Ruth Langsford: I’ve done a lot of crying over my sister


Ruth Langsford has said her sister’s “tragic” death still feels like yesterday, more than one year on.

The This Morning presenter’s sister, Julia, killed herself in June 2019 after suffering long-term mental health issues.

Langsford, 60, said the death had left their family with “so many questions that can’t be answered” but that she had since learned it is okay to cry.

Speaking to Prima magazine, she said: “It still feels like yesterday that I lost my sister. When you lose somebody, it’s just horrible.

“But when someone takes their own life, it leaves you with so many questions that can’t be answered.

“It was tragic and difficult for all of us, but my sister wanted me to live a happy life.

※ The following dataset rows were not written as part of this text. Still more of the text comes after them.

//! Error types for the courseload intake pipeline.
//!
//! This module defines a hierarchy of error types:
//!
//! - [`CsvError`] - decoding and parsing failures
//! - [`ConfigError`] - missing or malformed configuration
//! - [`UploadError`] - transport-level upload failures
//! - [`ServerError`] - intake server errors
//! - [`IntakeError`] - top-level wrapper
//!
//! Error conversion is automatic via `From` implementations,
//! allowing `?` to work across error boundaries.
//!
//! Note that a file failing column validation is NOT represented here:
//! missing columns are reported as data inside
//! [`crate::models::ValidationReport`], since they are a normal user
//! mistake, not a fault in the pipeline.

use thiserror::Error;

// =============================================================================
// CSV Errors
// =============================================================================

/// Errors while decoding or parsing a delimited file.
#[derive(Debug, Error)]
pub enum CsvError {
    /// Failed to read file.
    #[error("Failed to read file: {0}")]
    IoError(#[from] std::io::Error),

    /// File has no content at all.
    #[error("File is empty")]
    EmptyFile,
}

// =============================================================================
// Configuration Errors
// =============================================================================

/// Errors when loading intake configuration.
#[derive(Debug, Error)]
pub enum ConfigError {
    /// Required environment variable not set.
    #[error("Missing environment variable: {0}")]
    MissingVar(String),

    /// Value present but unusable.
    #[error("Invalid configuration value for {name}: {message}")]
    InvalidValue { name: String, message: String },
}

// =============================================================================
// Upload Errors
// =============================================================================

/// Errors during an upload attempt.
///
/// Only failures to reach the server or to build the request live
/// here. A server that responds with a rejection is NOT an `Err`: the
/// orchestrator records rejections as attempt data, since both kinds of
/// failure trigger the same alternate-format retry.
#[derive(Debug, Error)]
pub enum UploadError {
    /// Network-level failure: timeout, DNS, connection reset.
    #[error("Network error: {0}")]
    Transport(String),

    /// Request could not be built or response could not be read.
    #[error("Invalid response from server: {0}")]
    InvalidResponse(String),
}

// =============================================================================
// Intake Server Errors
// =============================================================================

/// HTTP intake server errors.
///
/// Converted into HTTP responses by the `IntoResponse` impl in
/// [`crate::api::server`].
#[derive(Debug, Error)]
pub enum ServerError {
    /// CSV error while handling an uploaded file.
    #[error("Error reading file: {0}")]
    Csv(#[from] CsvError),

    /// Invalid request.
    #[error("{0}")]
    BadRequest(String),
}

// =============================================================================
// Top-level Errors
// =============================================================================

/// Top-level intake errors.
///
/// Main error type returned by the CLI entry points; wraps all
/// lower-level errors.
#[derive(Debug, Error)]
pub enum IntakeError {
    /// CSV decoding/parsing error.
    #[error("CSV error: {0}")]
    Csv(#[from] CsvError),

    /// Configuration error.
    #[error("Configuration error: {0}")]
    Config(#[from] ConfigError),

    /// Upload error.
    #[error("Upload error: {0}")]
    Upload(#[from] UploadError),

    /// Intake server error.
    #[error("Server error: {0}")]
    Server(#[from] ServerError),

    /// JSON serialization error.
    #[error("JSON error: {0}")]
    Json(#[from] serde_json::Error),

    /// IO error outside of CSV decoding.
    #[error("IO error: {0}")]
    Io(#[from] std::io::Error),
}

// =============================================================================
// Result Type Aliases
// =============================================================================

/// Result type for CSV operations.
pub type CsvResult<T> = Result<T, CsvError>;

/// Result type for configuration loading.
pub type ConfigResult<T> = Result<T, ConfigError>;

/// Result type for upload operations.
pub type UploadResult<T> = Result<T, UploadError>;

/// Result type for server operations.
pub type ServerResult<T> = Result<T, ServerError>;

/// Result type for top-level operations.
pub type IntakeResult<T> = Result<T, IntakeError>;

#[cfg(test)]
mod tests {
    use super::*;

    #[test]
    fn test_error_conversion_chain() {
        // CsvError -> IntakeError
        let csv_err = CsvError::EmptyFile;
        let intake_err: IntakeError = csv_err.into();
        assert!(intake_err.to_string().contains("empty"));

        // UploadError -> IntakeError
        let upload_err = UploadError::Transport("connection reset".into());
        let intake_err: IntakeError = upload_err.into();
        assert!(intake_err.to_string().contains("connection reset"));
    }

    #[test]
    fn test_transport_message() {
        let transport = UploadError::Transport("timeout".into());
        assert!(transport.to_string().starts_with("Network error"));
    }

    #[test]
    fn test_server_error_wraps_csv() {
        let err: ServerError = CsvError::EmptyFile.into();
        assert_eq!(err.to_string(), "Error reading file: File is empty");
    }
}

“I’m lucky that I have a loving husband and a good family, and all I can do is live a happy life in her memory.”

Following her sister’s death, Langsford temporarily stepped back from presenting duties as a host on This Morning and on lunchtime programme Loose Women.

My lovely Sis Julia has sadly died after a very long illness. My heart is completely broken. She was the kindest and most gentle soul and I will miss her forever. As I am sure you will appreciate I need to take time to grieve with my family. Thank you for your understanding.

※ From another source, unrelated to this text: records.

//! # courseload - CSV intake validation and multi-format upload
//!
//! courseload takes user-supplied delimited lesson-content files,
//! determines their delimiter convention, validates them against the
//! platform's required-column contracts, and uploads them with an
//! automatic one-shot fallback to the alternate delimiter format.
//!
//! ## Architecture
//!
//! ```text
//! ┌─────────────┐     ┌─────────────┐     ┌─────────────┐     ┌─────────────┐
//! │   CSV File  │────▶│   Parser    │────▶│  Validator  │────▶│  Uploader   │
//! │ (comma/pipe)│     │ (auto-detect)│    │ (contracts) │     │ (+fallback) │
//! └─────────────┘     └─────────────┘     └─────────────┘     └─────────────┘
//! ```
//!
//! ## Quick Start
//!
//! ```rust,ignore
//! use courseload::{RawFile, UploadKind, Uploader};
//!
//! #[tokio::main]
//! async fn main() {
//!     let uploader = Uploader::from_env().unwrap();
//!     let file = RawFile::new("lessons.csv", std::fs::read("lessons.csv").unwrap());
//!     let outcome = uploader.upload(UploadKind::Lessons, &file).await;
//!     println!("success: {} (tried {:?})", outcome.success, outcome.tried_formats);
//! }
//! ```
//!
//! ## Modules
//!
//! - [`error`] - Hierarchical error types
//! - [`models`] - Domain models (UploadKind, DelimiterFormat, UploadOutcome)
//! - [`parser`] - Delimiter/encoding detection and quote-aware splitting
//! - [`validation`] - Required-column contract validation
//! - [`normalize`] - Delimiter convention rewriting
//! - [`preview`] - Bounded sample extraction for display
//! - [`upload`] - Upload orchestration with single-fallback retry
//! - [`config`] - Environment configuration
//! - [`api`] - HTTP intake server

// Core modules
pub mod config;
pub mod error;
pub mod models;

// Parsing
pub mod parser;

// Validation
pub mod validation;

// Normalization
pub mod normalize;

// Preview
pub mod preview;

// Upload
pub mod upload;

// HTTP API
pub mod api;

// =============================================================================
// Re-exports - Error types
// =============================================================================

pub use error::{ConfigError, CsvError, IntakeError, IntakeResult, ServerError, UploadError};

// =============================================================================
// Re-exports - Models
// =============================================================================

pub use models::{
    DelimiterFormat, ParsedPreview, RawFile, UploadAttempt, UploadKind, UploadOutcome,
    ValidationReport,
};

// =============================================================================
// Re-exports - Parsing
// =============================================================================

pub use parser::{decode_bytes, detect_encoding, detect_format, parse_headers, split_line};

// =============================================================================
// Re-exports - Validation
// =============================================================================

pub use validation::{missing_columns, validate_content, validate_headers};

// =============================================================================
// Re-exports - Normalization
// =============================================================================

pub use normalize::{normalize, normalized_file_name, to_numbered_format};

// =============================================================================
// Re-exports - Preview
// =============================================================================

pub use preview::{build_preview, preview_file, DEFAULT_SAMPLE_ROWS};

// =============================================================================
// Re-exports - Upload
// =============================================================================

pub use upload::{
    ApiErrors, ApiResponse, FieldErrors, HttpTransport, TransportResponse, UploadTransport,
    Uploader,
};

// =============================================================================
// Re-exports - Config
// =============================================================================

pub use config::IntakeConfig;

// Server
pub mod server {
    pub use crate::api::server::start_server;
}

— Ruth Langsford (@RuthieeL) June 20, 2019

She said: “You can’t spend your whole life crying. I’ve done a lot of crying over my sister.

“It’s not even a sense of saying, ‘Pull yourself together and get back to work,’ it’s just that you have to get on with your life and you can’t get on with it if you’re crying all day.

“I’ve learned now that I can have those moments, sometimes, I have a good old cry in the shower and feel better for it.

“I think it’s good to have a loud, snotty cry.”

Langsford encouraged women struggling with balancing their work and home lives to take time to recuperate.

She said: “I love work, but I like to have time off. I like to see my girlfriends, spend time with (her son) Jack, do some exercise and cook.

“Like many other women, I am spinning those plates and trying to fit things in.

“Sometimes, you prioritise the right things, at other times, you don’t.

“It’s good to have a little housekeeping check every now and then, and reflect on what’s out of balance.

“I think we need to take a breath and a step back sometimes, and remember that the family, house and everything else is not going to fall apart because you want to do something.

“We have to move ourselves up the to-do list.”